§ **Source material**:
────────

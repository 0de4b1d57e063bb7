//! Error types for ABA generation and parsing.
//!
//! Failures fall into four kinds that never overlap:
//! - [`AbaError::InvalidArgument`]: misuse of the API (empty transaction list,
//!   wrong record variant, unknown attribute name)
//! - [`AbaError::ValidationFailed`]: one or more field values break a rule;
//!   carries every failure across every record
//! - [`AbaError::LengthMismatches`]: a rendered line is not exactly
//!   [`LINE_WIDTH`](crate::LINE_WIDTH) characters
//! - [`AbaError::Decode`]: raw file content could not be decoded

use std::fmt;

use serde::Serialize;
use thiserror::Error;

use crate::record::RecordType;
use crate::rules::RuleId;

/// A single failed rule check.
#[derive(Debug, Clone, PartialEq, Eq, Serialize)]
pub struct ValidationError {
    /// Attribute (field) name, e.g. `bsbNumber`.
    pub attribute: String,
    /// The raw value that failed.
    pub value: String,
    /// Identifier of the failed rule.
    pub rule: RuleId,
}

impl ValidationError {
    /// Create a new validation error.
    pub fn new(attribute: impl Into<String>, value: impl Into<String>, rule: RuleId) -> Self {
        Self {
            attribute: attribute.into(),
            value: value.into(),
            rule,
        }
    }
}

impl fmt::Display for ValidationError {
    fn fmt(&self, f: &mut fmt::Formatter<'_>) -> fmt::Result {
        write!(
            f,
            "{} = {:?} fails rule '{}'",
            self.attribute, self.value, self.rule
        )
    }
}

/// A rendered record whose line is not the fixed width.
#[derive(Debug, Clone, PartialEq, Eq, Serialize)]
pub struct LengthMismatch {
    /// Zero-based position of the record in the file.
    pub index: usize,
    /// Variant of the offending record.
    pub record_type: RecordType,
    /// Required line width.
    pub expected: usize,
    /// Width actually rendered.
    pub actual: usize,
}

impl fmt::Display for LengthMismatch {
    fn fmt(&self, f: &mut fmt::Formatter<'_>) -> fmt::Result {
        write!(
            f,
            "record {} ({}) rendered {} characters, expected {}",
            self.index, self.record_type, self.actual, self.expected
        )
    }
}

/// Errors raised by the generator and parser.
#[derive(Debug, Error)]
pub enum AbaError {
    /// Structural misuse of the API.
    #[error("invalid argument: {message}")]
    InvalidArgument { message: String },

    /// Field values failed validation (may contain many).
    #[error("{} validation error(s)", .0.len())]
    ValidationFailed(Vec<ValidationError>),

    /// Rendered lines that are not exactly the fixed width.
    #[error("{} record(s) do not render to the fixed line width", .0.len())]
    LengthMismatches(Vec<LengthMismatch>),

    /// Raw content could not be decoded.
    #[error("decode error at line {line}: {message}")]
    Decode { line: usize, message: String },
}

/// Result type alias for ABA operations.
pub type Result<T> = std::result::Result<T, AbaError>;

impl AbaError {
    /// Create an InvalidArgument error.
    pub fn invalid_argument(message: impl Into<String>) -> Self {
        Self::InvalidArgument {
            message: message.into(),
        }
    }

    /// Create a Decode error for a 1-based line number.
    pub fn decode(line: usize, message: impl Into<String>) -> Self {
        Self::Decode {
            line,
            message: message.into(),
        }
    }

    /// Validation failures carried by this error, if any.
    pub fn validation_errors(&self) -> &[ValidationError] {
        match self {
            Self::ValidationFailed(errors) => errors,
            _ => &[],
        }
    }

    /// Length mismatches carried by this error, if any.
    pub fn length_mismatches(&self) -> &[LengthMismatch] {
        match self {
            Self::LengthMismatches(mismatches) => mismatches,
            _ => &[],
        }
    }
}

impl From<Vec<ValidationError>> for AbaError {
    fn from(errors: Vec<ValidationError>) -> Self {
        Self::ValidationFailed(errors)
    }
}
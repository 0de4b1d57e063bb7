//! ABA bank batch file tool.

use std::io::{self, IsTerminal};

use aba_cli::logging::{LogConfig, LogFormat, init_logging};
use clap::{ColorChoice, Parser};
use tracing::level_filters::LevelFilter;

mod cli;
mod commands;
mod summary;
mod types;

use crate::cli::{Cli, Command, LogFormatArg, LogLevelArg};
use crate::commands::{run_generate, run_inspect, run_validate};
use crate::summary::{print_generate_summary, print_issues, print_records};

fn main() {
    let cli = Cli::parse();
    cli.color.write_global();
    let log_config = log_config_from_cli(&cli);
    if let Err(error) = init_logging(&log_config) {
        eprintln!("error: failed to initialize logging: {error}");
        std::process::exit(1);
    }
    let exit_code = match cli.command {
        Command::Generate(args) => match run_generate(&args) {
            Ok(result) => {
                print_generate_summary(&result);
                if result.has_errors() { 1 } else { 0 }
            }
            Err(error) => report(&error),
        },
        Command::Inspect(args) => match run_inspect(&args) {
            Ok(records) if args.json => match serde_json::to_string_pretty(&records) {
                Ok(json) => {
                    println!("{json}");
                    0
                }
                Err(error) => report(&error.into()),
            },
            Ok(records) => {
                print_records(&records);
                0
            }
            Err(error) => report(&error),
        },
        Command::Validate(args) => match run_validate(&args) {
            Ok(issues) => {
                print_issues(&issues);
                if issues.is_empty() { 0 } else { 1 }
            }
            Err(error) => report(&error),
        },
    };
    std::process::exit(exit_code);
}

fn report(error: &anyhow::Error) -> i32 {
    eprintln!("error: {error:#}");
    1
}

/// Build logging configuration from CLI flags.
///
/// An explicit `--log-level` beats `-v`/`-q`, and either one disables
/// `RUST_LOG`.
fn log_config_from_cli(cli: &Cli) -> LogConfig {
    let level_filter = cli
        .log_level
        .map_or_else(|| cli.verbosity.tracing_level_filter(), level_filter_for);
    let format = match cli.log_format {
        LogFormatArg::Pretty => LogFormat::Pretty,
        LogFormatArg::Compact => LogFormat::Compact,
        LogFormatArg::Json => LogFormat::Json,
    };
    let ansi = match cli.color.color {
        ColorChoice::Always => true,
        ColorChoice::Never => false,
        ColorChoice::Auto => cli.log_file.is_none() && io::stderr().is_terminal(),
    };

    LogConfig::default()
        .with_level_filter(level_filter)
        .with_env_filter(!(cli.verbosity.is_present() || cli.log_level.is_some()))
        .with_format(format)
        .with_ansi(ansi)
        .with_log_file(cli.log_file.clone())
}

fn level_filter_for(level: LogLevelArg) -> LevelFilter {
    match level {
        LogLevelArg::Error => LevelFilter::ERROR,
        LogLevelArg::Warn => LevelFilter::WARN,
        LogLevelArg::Info => LevelFilter::INFO,
        LogLevelArg::Debug => LevelFilter::DEBUG,
        LogLevelArg::Trace => LevelFilter::TRACE,
    }
}
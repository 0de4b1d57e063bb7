//! The three record layouts defined by the ABA standard.
//!
//! Each layout is an immutable [`FieldTable`](crate::FieldTable) registered
//! once per process and shared by every record of that kind.

pub mod descriptive;
pub mod file_total;
pub mod transaction;

pub use descriptive::{DescriptiveLayout, DescriptiveRecord};
pub use file_total::{FileTotalLayout, FileTotalRecord};
pub use transaction::{Transaction, TransactionKind, TransactionLayout};
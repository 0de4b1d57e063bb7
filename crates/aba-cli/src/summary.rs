use comfy_table::modifiers::{UTF8_ROUND_CORNERS, UTF8_SOLID_INNER_BORDERS};
use comfy_table::presets::{UTF8_FULL, UTF8_FULL_CONDENSED};
use comfy_table::{Attribute, Cell, CellAlignment, Color, ContentArrangement, Table};

use aba_core::{LengthMismatch, RecordType, ValidationError};

use crate::types::{GenerateResult, LineIssue, RecordView};

pub fn print_generate_summary(result: &GenerateResult) {
    match result {
        GenerateResult::Written { output, lines } => {
            if let Some(path) = output {
                eprintln!("Wrote {lines} lines to {}", path.display());
            }
        }
        GenerateResult::Invalid(errors) => print_validation_errors(errors),
        GenerateResult::Overflow(mismatches) => print_length_mismatches(mismatches),
    }
}

fn print_validation_errors(errors: &[ValidationError]) {
    let mut table = Table::new();
    table.set_header(vec![
        header_cell("Attribute"),
        header_cell("Value"),
        header_cell("Rule"),
    ]);
    apply_issue_table_style(&mut table);
    align_column(&mut table, 2, CellAlignment::Center);
    for error in errors {
        table.add_row(vec![
            Cell::new(&error.attribute),
            value_cell(&error.value),
            rule_cell(error.rule.as_str()),
        ]);
    }
    eprintln!("Validation failed: {} error(s)", errors.len());
    eprintln!("{table}");
}

fn print_length_mismatches(mismatches: &[LengthMismatch]) {
    let mut table = Table::new();
    table.set_header(vec![
        header_cell("Record"),
        header_cell("Type"),
        header_cell("Expected"),
        header_cell("Actual"),
    ]);
    apply_issue_table_style(&mut table);
    align_column(&mut table, 0, CellAlignment::Right);
    align_column(&mut table, 2, CellAlignment::Right);
    align_column(&mut table, 3, CellAlignment::Right);
    for mismatch in mismatches {
        table.add_row(vec![
            Cell::new(mismatch.index),
            type_cell(mismatch.record_type),
            Cell::new(mismatch.expected),
            Cell::new(mismatch.actual)
                .fg(Color::Red)
                .add_attribute(Attribute::Bold),
        ]);
    }
    eprintln!(
        "{} record(s) do not render to the fixed line width",
        mismatches.len()
    );
    eprintln!("{table}");
}

pub fn print_records(records: &[RecordView]) {
    let mut table = Table::new();
    table.set_header(vec![
        header_cell("Line"),
        header_cell("Type"),
        header_cell("Attribute"),
        header_cell("Value"),
    ]);
    apply_table_style(&mut table);
    align_column(&mut table, 0, CellAlignment::Right);
    for record in records {
        for (idx, attribute) in record.attributes.iter().enumerate() {
            let (line, kind) = if idx == 0 {
                (Cell::new(record.line), type_cell(record.record_type))
            } else {
                (dim_cell(""), dim_cell(""))
            };
            table.add_row(vec![
                line,
                kind,
                Cell::new(attribute.name),
                value_cell(&attribute.value),
            ]);
        }
    }
    println!("{table}");
}

pub fn print_issues(issues: &[LineIssue]) {
    if issues.is_empty() {
        println!("No validation errors.");
        return;
    }
    let mut table = Table::new();
    table.set_header(vec![
        header_cell("Line"),
        header_cell("Type"),
        header_cell("Attribute"),
        header_cell("Value"),
        header_cell("Rule"),
    ]);
    apply_issue_table_style(&mut table);
    align_column(&mut table, 0, CellAlignment::Right);
    align_column(&mut table, 4, CellAlignment::Center);
    for issue in issues {
        table.add_row(vec![
            Cell::new(issue.line),
            type_cell(issue.record_type),
            Cell::new(&issue.error.attribute),
            value_cell(&issue.error.value),
            rule_cell(issue.error.rule.as_str()),
        ]);
    }
    println!("Validation failed: {} error(s)", issues.len());
    println!("{table}");
}

fn apply_table_style(table: &mut Table) {
    table
        .load_preset(UTF8_FULL_CONDENSED)
        .apply_modifier(UTF8_ROUND_CORNERS)
        .set_content_arrangement(ContentArrangement::Dynamic)
        .set_width(120);
}

fn apply_issue_table_style(table: &mut Table) {
    table
        .load_preset(UTF8_FULL)
        .apply_modifier(UTF8_ROUND_CORNERS)
        .apply_modifier(UTF8_SOLID_INNER_BORDERS)
        .set_content_arrangement(ContentArrangement::DynamicFullWidth)
        .set_width(120);
}

fn align_column(table: &mut Table, index: usize, alignment: CellAlignment) {
    if let Some(column) = table.column_mut(index) {
        column.set_cell_alignment(alignment);
    }
}

fn header_cell(label: &str) -> Cell {
    Cell::new(label)
        .fg(Color::Cyan)
        .add_attribute(Attribute::Bold)
}

fn type_cell(record_type: RecordType) -> Cell {
    let color = match record_type {
        RecordType::Descriptive => Color::Blue,
        RecordType::Transaction => Color::Reset,
        RecordType::FileTotal => Color::Magenta,
    };
    Cell::new(record_type).fg(color)
}

fn rule_cell(rule: &str) -> Cell {
    Cell::new(rule).fg(Color::Red)
}

/// Quote values so padding and blanks stay visible.
fn value_cell(value: &str) -> Cell {
    if value.is_empty() {
        dim_cell("(blank)")
    } else {
        Cell::new(format!("{value:?}"))
    }
}

fn dim_cell<T: ToString>(value: T) -> Cell {
    Cell::new(value).fg(Color::DarkGrey)
}
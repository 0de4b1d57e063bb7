//! Attribute rule set.
//!
//! Rules are pure predicates over a raw field value. Every rule attached to a
//! field is evaluated; failures are reported as [`ValidationError`]s and never
//! short-circuit the remaining checks.
//!
//! Only [`Rule::Required`] and [`Rule::SingleLine`] judge empty values. The format rules skip a value
//! that is blank after trimming, so a missing field is reported once, as
//! `required`, rather than once per format rule.

use std::fmt;
use std::sync::LazyLock;

use chrono::NaiveDate;
use regex::Regex;
use serde::Serialize;

use crate::error::ValidationError;

/// Bank-State-Branch routing code, `NNN-NNN`.
static BSB_REGEX: LazyLock<Regex> =
    LazyLock::new(|| Regex::new(r"^\d{3}-\d{3}$").expect("Invalid BSB regex"));

/// Account number: digits with optional hyphens, at least one digit.
static ACCOUNT_NUMBER_REGEX: LazyLock<Regex> = LazyLock::new(|| {
    Regex::new(r"^[0-9-]*[0-9][0-9-]*$").expect("Invalid account number regex")
});

/// Six digit `DDMMYY` shape, checked before calendar parsing.
static DATE_SHAPE_REGEX: LazyLock<Regex> =
    LazyLock::new(|| Regex::new(r"^\d{6}$").expect("Invalid date regex"));

/// Stable identifier reported in [`ValidationError::rule`].
#[derive(Debug, Clone, Copy, PartialEq, Eq, Hash, Serialize)]
#[serde(rename_all = "snake_case")]
pub enum RuleId {
    Required,
    Numeric,
    Date,
    Bsb,
    AccountNumber,
    OneOf,
    Alphanumeric,
    SingleLine,
}

impl RuleId {
    /// Returns the identifier as it appears in error reports.
    pub const fn as_str(self) -> &'static str {
        match self {
            Self::Required => "required",
            Self::Numeric => "numeric",
            Self::Date => "date",
            Self::Bsb => "bsb",
            Self::AccountNumber => "account_number",
            Self::OneOf => "one_of",
            Self::Alphanumeric => "alphanumeric",
            Self::SingleLine => "single_line",
        }
    }
}

impl fmt::Display for RuleId {
    fn fmt(&self, f: &mut fmt::Formatter<'_>) -> fmt::Result {
        f.write_str(self.as_str())
    }
}

/// A named validation predicate attached to a field definition.
#[derive(Debug, Clone, Copy, PartialEq, Eq)]
pub enum Rule {
    /// Value must not be blank.
    Required,
    /// Digits only, once the field's pad character is stripped.
    Numeric,
    /// A real calendar date written `DDMMYY`.
    Date,
    /// `NNN-NNN`.
    Bsb,
    /// Digits and hyphens, e.g. `12-345-6`.
    AccountNumber,
    /// Value must be one of a fixed set.
    OneOf(&'static [&'static str]),
    /// Free text; always passes.
    Alphanumeric,
    /// No `\r` or `\n`. Applied to every field by the field itself.
    SingleLine,
}

impl Rule {
    /// Identifier reported when this rule fails.
    pub const fn id(&self) -> RuleId {
        match self {
            Self::Required => RuleId::Required,
            Self::Numeric => RuleId::Numeric,
            Self::Date => RuleId::Date,
            Self::Bsb => RuleId::Bsb,
            Self::AccountNumber => RuleId::AccountNumber,
            Self::OneOf(_) => RuleId::OneOf,
            Self::Alphanumeric => RuleId::Alphanumeric,
            Self::SingleLine => RuleId::SingleLine,
        }
    }

    /// Check `value` of attribute `name`.
    ///
    /// `pad` is the pad character of the field the value belongs to; the
    /// numeric rule strips it before looking at the digits.
    pub fn check(&self, name: &str, value: &str, pad: char) -> Result<(), ValidationError> {
        let blank = value.trim().is_empty();
        let passed = match self {
            Self::Required => !blank,
            Self::SingleLine => is_single_line(value),
            _ if blank => true,
            Self::Numeric => is_numeric(value, pad),
            Self::Date => is_date(value),
            Self::Bsb => is_bsb(value),
            Self::AccountNumber => is_account_number(value.trim_matches(pad)),
            Self::OneOf(allowed) => allowed.contains(&value),
            Self::Alphanumeric => true,
        };

        if passed {
            Ok(())
        } else {
            Err(ValidationError::new(name, value, self.id()))
        }
    }
}

/// Digits only after stripping `pad` from both ends.
pub fn is_numeric(value: &str, pad: char) -> bool {
    value.trim_matches(pad).chars().all(|c| c.is_ascii_digit())
}

/// `DDMMYY` naming a date that exists.
pub fn is_date(value: &str) -> bool {
    DATE_SHAPE_REGEX.is_match(value) && NaiveDate::parse_from_str(value, "%d%m%y").is_ok()
}

/// `NNN-NNN`.
pub fn is_bsb(value: &str) -> bool {
    BSB_REGEX.is_match(value)
}

/// Digits and hyphens with at least one digit.
pub fn is_account_number(value: &str) -> bool {
    ACCOUNT_NUMBER_REGEX.is_match(value)
}

/// No line break characters.
pub fn is_single_line(value: &str) -> bool {
    !value.contains(['\r', '\n'])
}
//! FANIN API - GraphQL Layer over Request-Scoped Loaders
//!
//! Serves a read-only GraphQL schema over an entity store. Every request
//! gets its own set of batching loaders, so nested fields across many
//! parent objects collapse into one bulk store read per entity kind.

pub mod config;
pub mod error;
pub mod loaders;
pub mod routes;
pub mod store;
pub mod telemetry;

use std::sync::Arc;

use axum::{
    middleware::from_fn,
    routing::{get, post},
    Router,
};
use tower_http::trace::TraceLayer;

pub use config::ApiConfig;
pub use error::{ApiError, ApiResult, ErrorCode};
pub use loaders::RequestLoaders;
pub use routes::{create_schema, FaninSchema};
pub use store::{EntityStore, InMemoryStore, SharedStore, StoreError};

use telemetry::{metrics_handler, observability_middleware, TelemetryConfig};

/// Shared state handed to every handler.
#[derive(Clone)]
pub struct AppState {
    pub schema: FaninSchema,
    pub store: SharedStore,
    pub config: Arc<ApiConfig>,
    pub metrics_enabled: bool,
}

impl AppState {
    pub fn new(store: SharedStore, config: ApiConfig, telemetry: &TelemetryConfig) -> Self {
        Self {
            schema: create_schema(Arc::clone(&store)),
            store,
            config: Arc::new(config),
            metrics_enabled: telemetry.metrics_enabled,
        }
    }
}

/// Build the application router.
///
/// Routes:
/// - POST /graphql, GET /graphql/playground
/// - GET /health/ping, /health/live, /health/ready
/// - GET /metrics (when metrics are enabled)
pub fn create_router(store: SharedStore, config: ApiConfig, telemetry: &TelemetryConfig) -> Router {
    let state = AppState::new(store, config, telemetry);

    let mut router = Router::new()
        .route("/graphql", post(routes::graphql_handler))
        .route("/graphql/playground", get(routes::graphiql_handler))
        .route("/health/ping", get(routes::ping))
        .route("/health/live", get(routes::liveness))
        .route("/health/ready", get(routes::readiness));

    if telemetry.metrics_enabled {
        router = router.route("/metrics", get(metrics_handler));
    }

    router
        .layer(from_fn(observability_middleware))
        .layer(TraceLayer::new_for_http())
        .with_state(state)
}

────────

§ **Exercise**:
Begin at the first line of the material and transcribe each line exactly. End with the line containing "pub enum AbaError", and give nothing else.

§ **Written solution**:
repository 0de4b1d57e063bb7
//! Error types for ABA generation and parsing.
//!
//! Failures fall into four kinds that never overlap:
//! - [`AbaError::InvalidArgument`]: misuse of the API (empty transaction list,
//!   wrong record variant, unknown attribute name)
//! - [`AbaError::ValidationFailed`]: one or more field values break a rule;
//!   carries every failure across every record
//! - [`AbaError::LengthMismatches`]: a rendered line is not exactly
//!   [`LINE_WIDTH`](crate::LINE_WIDTH) characters
//! - [`AbaError::Decode`]: raw file content could not be decoded

use std::fmt;

use serde::Serialize;
use thiserror::Error;

use crate::record::RecordType;
use crate::rules::RuleId;

/// A single failed rule check.
#[derive(Debug, Clone, PartialEq, Eq, Serialize)]
pub struct ValidationError {
    /// Attribute (field) name, e.g. `bsbNumber`.
    pub attribute: String,
    /// The raw value that failed.
    pub value: String,
    /// Identifier of the failed rule.
    pub rule: RuleId,
}

impl ValidationError {
    /// Create a new validation error.
    pub fn new(attribute: impl Into<String>, value: impl Into<String>, rule: RuleId) -> Self {
        Self {
            attribute: attribute.into(),
            value: value.into(),
            rule,
        }
    }
}

impl fmt::Display for ValidationError {
    fn fmt(&self, f: &mut fmt::Formatter<'_>) -> fmt::Result {
        write!(
            f,
            "{} = {:?} fails rule '{}'",
            self.attribute, self.value, self.rule
        )
    }
}

/// A rendered record whose line is not the fixed width.
#[derive(Debug, Clone, PartialEq, Eq, Serialize)]
pub struct LengthMismatch {
    /// Zero-based position of the record in the file.
    pub index: usize,
    /// Variant of the offending record.
    pub record_type: RecordType,
    /// Required line width.
    pub expected: usize,
    /// Width actually rendered.
    pub actual: usize,
}

impl fmt::Display for LengthMismatch {
    fn fmt(&self, f: &mut fmt::Formatter<'_>) -> fmt::Result {
        write!(
            f,
            "record {} ({}) rendered {} characters, expected {}",
            self.index, self.record_type, self.actual, self.expected
        )
    }
}

/// Errors raised by the generator and parser.
#[derive(Debug, Error)]
pub enum AbaError {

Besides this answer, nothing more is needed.